───── Record set ─────
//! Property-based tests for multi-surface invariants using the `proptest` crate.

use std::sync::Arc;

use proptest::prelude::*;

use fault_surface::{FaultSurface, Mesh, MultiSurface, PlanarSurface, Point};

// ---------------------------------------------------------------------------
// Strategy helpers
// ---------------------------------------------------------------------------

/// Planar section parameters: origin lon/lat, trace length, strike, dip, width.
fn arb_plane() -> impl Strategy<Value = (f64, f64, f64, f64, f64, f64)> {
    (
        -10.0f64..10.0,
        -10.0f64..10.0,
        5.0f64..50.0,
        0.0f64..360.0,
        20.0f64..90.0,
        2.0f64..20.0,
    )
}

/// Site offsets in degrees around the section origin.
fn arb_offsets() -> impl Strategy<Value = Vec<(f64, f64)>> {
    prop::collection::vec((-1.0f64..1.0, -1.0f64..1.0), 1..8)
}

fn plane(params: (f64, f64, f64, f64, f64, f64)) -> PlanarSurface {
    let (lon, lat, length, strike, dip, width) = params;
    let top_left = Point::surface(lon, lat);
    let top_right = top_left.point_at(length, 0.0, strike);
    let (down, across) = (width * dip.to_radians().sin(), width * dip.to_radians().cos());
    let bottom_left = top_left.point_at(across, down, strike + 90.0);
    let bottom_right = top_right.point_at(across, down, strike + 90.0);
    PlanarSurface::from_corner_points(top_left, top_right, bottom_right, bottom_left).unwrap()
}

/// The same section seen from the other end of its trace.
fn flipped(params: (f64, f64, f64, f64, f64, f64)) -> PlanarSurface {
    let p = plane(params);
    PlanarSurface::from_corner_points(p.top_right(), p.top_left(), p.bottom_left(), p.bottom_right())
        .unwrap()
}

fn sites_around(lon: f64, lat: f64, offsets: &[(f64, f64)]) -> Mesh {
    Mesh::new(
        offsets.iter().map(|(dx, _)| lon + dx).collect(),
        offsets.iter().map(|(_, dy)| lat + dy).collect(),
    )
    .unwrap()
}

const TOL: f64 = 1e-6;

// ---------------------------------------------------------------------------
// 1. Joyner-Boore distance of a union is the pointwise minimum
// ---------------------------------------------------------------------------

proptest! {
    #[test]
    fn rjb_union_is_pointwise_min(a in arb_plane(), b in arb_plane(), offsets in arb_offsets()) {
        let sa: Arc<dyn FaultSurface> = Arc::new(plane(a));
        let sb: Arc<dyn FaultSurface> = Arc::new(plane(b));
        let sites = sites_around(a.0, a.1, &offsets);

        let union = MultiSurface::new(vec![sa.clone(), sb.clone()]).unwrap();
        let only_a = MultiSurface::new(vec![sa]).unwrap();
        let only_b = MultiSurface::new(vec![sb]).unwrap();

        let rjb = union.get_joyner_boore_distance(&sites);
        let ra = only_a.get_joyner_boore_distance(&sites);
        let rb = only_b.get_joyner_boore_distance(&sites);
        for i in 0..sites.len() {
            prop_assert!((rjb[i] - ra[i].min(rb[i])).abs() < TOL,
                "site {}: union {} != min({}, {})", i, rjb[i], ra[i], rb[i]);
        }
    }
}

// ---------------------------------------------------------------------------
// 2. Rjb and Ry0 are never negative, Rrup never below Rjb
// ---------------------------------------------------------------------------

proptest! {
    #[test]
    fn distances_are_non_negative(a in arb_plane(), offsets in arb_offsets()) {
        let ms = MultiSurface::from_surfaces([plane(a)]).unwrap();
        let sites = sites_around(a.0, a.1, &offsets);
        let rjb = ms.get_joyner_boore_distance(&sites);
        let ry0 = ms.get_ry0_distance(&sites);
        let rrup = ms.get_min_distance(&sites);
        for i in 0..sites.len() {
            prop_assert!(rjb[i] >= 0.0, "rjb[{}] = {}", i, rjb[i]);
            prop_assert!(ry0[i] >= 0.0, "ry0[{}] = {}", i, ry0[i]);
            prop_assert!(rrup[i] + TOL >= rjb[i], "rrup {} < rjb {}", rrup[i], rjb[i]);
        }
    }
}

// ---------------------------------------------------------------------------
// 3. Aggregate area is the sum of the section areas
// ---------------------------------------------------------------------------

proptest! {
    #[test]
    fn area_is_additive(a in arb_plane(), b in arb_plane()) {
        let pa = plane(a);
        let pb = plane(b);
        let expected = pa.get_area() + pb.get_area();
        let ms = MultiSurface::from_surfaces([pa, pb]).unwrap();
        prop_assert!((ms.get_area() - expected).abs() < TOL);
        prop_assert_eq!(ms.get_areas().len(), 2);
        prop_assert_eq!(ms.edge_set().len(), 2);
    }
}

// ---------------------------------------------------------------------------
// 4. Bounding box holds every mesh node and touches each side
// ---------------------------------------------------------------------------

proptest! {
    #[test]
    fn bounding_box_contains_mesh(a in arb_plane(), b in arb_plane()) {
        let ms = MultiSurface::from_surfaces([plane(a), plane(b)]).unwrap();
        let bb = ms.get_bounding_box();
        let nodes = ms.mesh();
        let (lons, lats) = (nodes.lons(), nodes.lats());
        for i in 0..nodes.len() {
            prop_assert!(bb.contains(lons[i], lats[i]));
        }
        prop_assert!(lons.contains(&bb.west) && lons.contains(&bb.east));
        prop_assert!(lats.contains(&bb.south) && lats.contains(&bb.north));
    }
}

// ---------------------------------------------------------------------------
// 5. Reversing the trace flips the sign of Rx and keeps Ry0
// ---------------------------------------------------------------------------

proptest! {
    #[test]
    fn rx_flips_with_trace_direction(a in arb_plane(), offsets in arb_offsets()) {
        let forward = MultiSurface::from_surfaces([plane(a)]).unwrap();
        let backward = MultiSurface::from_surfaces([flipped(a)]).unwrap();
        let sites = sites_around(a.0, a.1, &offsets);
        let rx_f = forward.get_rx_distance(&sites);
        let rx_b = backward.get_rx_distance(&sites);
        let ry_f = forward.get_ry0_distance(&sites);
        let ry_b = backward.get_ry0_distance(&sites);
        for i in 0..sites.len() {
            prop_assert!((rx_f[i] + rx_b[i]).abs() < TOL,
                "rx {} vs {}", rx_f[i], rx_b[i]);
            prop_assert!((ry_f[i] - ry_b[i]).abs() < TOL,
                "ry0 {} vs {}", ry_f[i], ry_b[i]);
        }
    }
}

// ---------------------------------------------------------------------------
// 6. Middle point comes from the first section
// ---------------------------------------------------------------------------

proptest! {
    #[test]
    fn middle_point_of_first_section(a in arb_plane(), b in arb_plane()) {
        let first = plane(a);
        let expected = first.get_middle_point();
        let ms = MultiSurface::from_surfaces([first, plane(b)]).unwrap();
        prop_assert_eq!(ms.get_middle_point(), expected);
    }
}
─────
What to produce :: Please give back every line of the listing exactly as it stands.

Output ::
//! Property-based tests for multi-surface invariants using the `proptest` crate.

use std::sync::Arc;

use proptest::prelude::*;

use fault_surface::{FaultSurface, Mesh, MultiSurface, PlanarSurface, Point};

// ---------------------------------------------------------------------------
// Strategy helpers
// ---------------------------------------------------------------------------

/// Planar section parameters: origin lon/lat, trace length, strike, dip, width.
fn arb_plane() -> impl Strategy<Value = (f64, f64, f64, f64, f64, f64)> {
    (
        -10.0f64..10.0,
        -10.0f64..10.0,
        5.0f64..50.0,
        0.0f64..360.0,
        20.0f64..90.0,
        2.0f64..20.0,
    )
}

/// Site offsets in degrees around the section origin.
fn arb_offsets() -> impl Strategy<Value = Vec<(f64, f64)>> {
    prop::collection::vec((-1.0f64..1.0, -1.0f64..1.0), 1..8)
}

fn plane(params: (f64, f64, f64, f64, f64, f64)) -> PlanarSurface {
    let (lon, lat, length, strike, dip, width) = params;
    let top_left = Point::surface(lon, lat);
    let top_right = top_left.point_at(length, 0.0, strike);
    let (down, across) = (width * dip.to_radians().sin(), width * dip.to_radians().cos());
    let bottom_left = top_left.point_at(across, down, strike + 90.0);
    let bottom_right = top_right.point_at(across, down, strike + 90.0);
    PlanarSurface::from_corner_points(top_left, top_right, bottom_right, bottom_left).unwrap()
}

/// The same section seen from the other end of its trace.
fn flipped(params: (f64, f64, f64, f64, f64, f64)) -> PlanarSurface {
    let p = plane(params);
    PlanarSurface::from_corner_points(p.top_right(), p.top_left(), p.bottom_left(), p.bottom_right())
        .unwrap()
}

fn sites_around(lon: f64, lat: f64, offsets: &[(f64, f64)]) -> Mesh {
    Mesh::new(
        offsets.iter().map(|(dx, _)| lon + dx).collect(),
        offsets.iter().map(|(_, dy)| lat + dy).collect(),
    )
    .unwrap()
}

const TOL: f64 = 1e-6;

// ---------------------------------------------------------------------------
// 1. Joyner-Boore distance of a union is the pointwise minimum
// ---------------------------------------------------------------------------

proptest! {
    #[test]
    fn rjb_union_is_pointwise_min(a in arb_plane(), b in arb_plane(), offsets in arb_offsets()) {
        let sa: Arc<dyn FaultSurface> = Arc::new(plane(a));
        let sb: Arc<dyn FaultSurface> = Arc::new(plane(b));
        let sites = sites_around(a.0, a.1, &offsets);

        let union = MultiSurface::new(vec![sa.clone(), sb.clone()]).unwrap();
        let only_a = MultiSurface::new(vec![sa]).unwrap();
        let only_b = MultiSurface::new(vec![sb]).unwrap();

        let rjb = union.get_joyner_boore_distance(&sites);
        let ra = only_a.get_joyner_boore_distance(&sites);
        let rb = only_b.get_joyner_boore_distance(&sites);
        for i in 0..sites.len() {
            prop_assert!((rjb[i] - ra[i].min(rb[i])).abs() < TOL,
                "site {}: union {} != min({}, {})", i, rjb[i], ra[i], rb[i]);
        }
    }
}

// ---------------------------------------------------------------------------
// 2. Rjb and Ry0 are never negative, Rrup never below Rjb
// ---------------------------------------------------------------------------

proptest! {
    #[test]
    fn distances_are_non_negative(a in arb_plane(), offsets in arb_offsets()) {
        let ms = MultiSurface::from_surfaces([plane(a)]).unwrap();
        let sites = sites_around(a.0, a.1, &offsets);
        let rjb = ms.get_joyner_boore_distance(&sites);
        let ry0 = ms.get_ry0_distance(&sites);
        let rrup = ms.get_min_distance(&sites);
        for i in 0..sites.len() {
            prop_assert!(rjb[i] >= 0.0, "rjb[{}] = {}", i, rjb[i]);
            prop_assert!(ry0[i] >= 0.0, "ry0[{}] = {}", i, ry0[i]);
            prop_assert!(rrup[i] + TOL >= rjb[i], "rrup {} < rjb {}", rrup[i], rjb[i]);
        }
    }
}

// ---------------------------------------------------------------------------
// 3. Aggregate area is the sum of the section areas
// ---------------------------------------------------------------------------

proptest! {
    #[test]
    fn area_is_additive(a in arb_plane(), b in arb_plane()) {
        let pa = plane(a);
        let pb = plane(b);
        let expected = pa.get_area() + pb.get_area();
        let ms = MultiSurface::from_surfaces([pa, pb]).unwrap();
        prop_assert!((ms.get_area() - expected).abs() < TOL);
        prop_assert_eq!(ms.get_areas().len(), 2);
        prop_assert_eq!(ms.edge_set().len(), 2);
    }
}

// ---------------------------------------------------------------------------
// 4. Bounding box holds every mesh node and touches each side
// ---------------------------------------------------------------------------

proptest! {
    #[test]
    fn bounding_box_contains_mesh(a in arb_plane(), b in arb_plane()) {
        let ms = MultiSurface::from_surfaces([plane(a), plane(b)]).unwrap();
        let bb = ms.get_bounding_box();
        let nodes = ms.mesh();
        let (lons, lats) = (nodes.lons(), nodes.lats());
        for i in 0..nodes.len() {
            prop_assert!(bb.contains(lons[i], lats[i]));
        }
        prop_assert!(lons.contains(&bb.west) && lons.contains(&bb.east));
        prop_assert!(lats.contains(&bb.south) && lats.contains(&bb.north));
    }
}

// ---------------------------------------------------------------------------
// 5. Reversing the trace flips the sign of Rx and keeps Ry0
// ---------------------------------------------------------------------------

proptest! {
    #[test]
    fn rx_flips_with_trace_direction(a in arb_plane(), offsets in arb_offsets()) {
        let forward = MultiSurface::from_surfaces([plane(a)]).unwrap();
        let backward = MultiSurface::from_surfaces([flipped(a)]).unwrap();
        let sites = sites_around(a.0, a.1, &offsets);
        let rx_f = forward.get_rx_distance(&sites);
        let rx_b = backward.get_rx_distance(&sites);
        let ry_f = forward.get_ry0_distance(&sites);
        let ry_b = backward.get_ry0_distance(&sites);
        for i in 0..sites.len() {
            prop_assert!((rx_f[i] + rx_b[i]).abs() < TOL,
                "rx {} vs {}", rx_f[i], rx_b[i]);
            prop_assert!((ry_f[i] - ry_b[i]).abs() < TOL,
                "ry0 {} vs {}", ry_f[i], ry_b[i]);
        }
    }
}

// ---------------------------------------------------------------------------
// 6. Middle point comes from the first section
// ---------------------------------------------------------------------------

proptest! {
    #[test]
    fn middle_point_of_first_section(a in arb_plane(), b in arb_plane()) {
        let first = plane(a);
        let expected = first.get_middle_point();
        let ms = MultiSurface::from_surfaces([first, plane(b)]).unwrap();
        prop_assert_eq!(ms.get_middle_point(), expected);
    }
}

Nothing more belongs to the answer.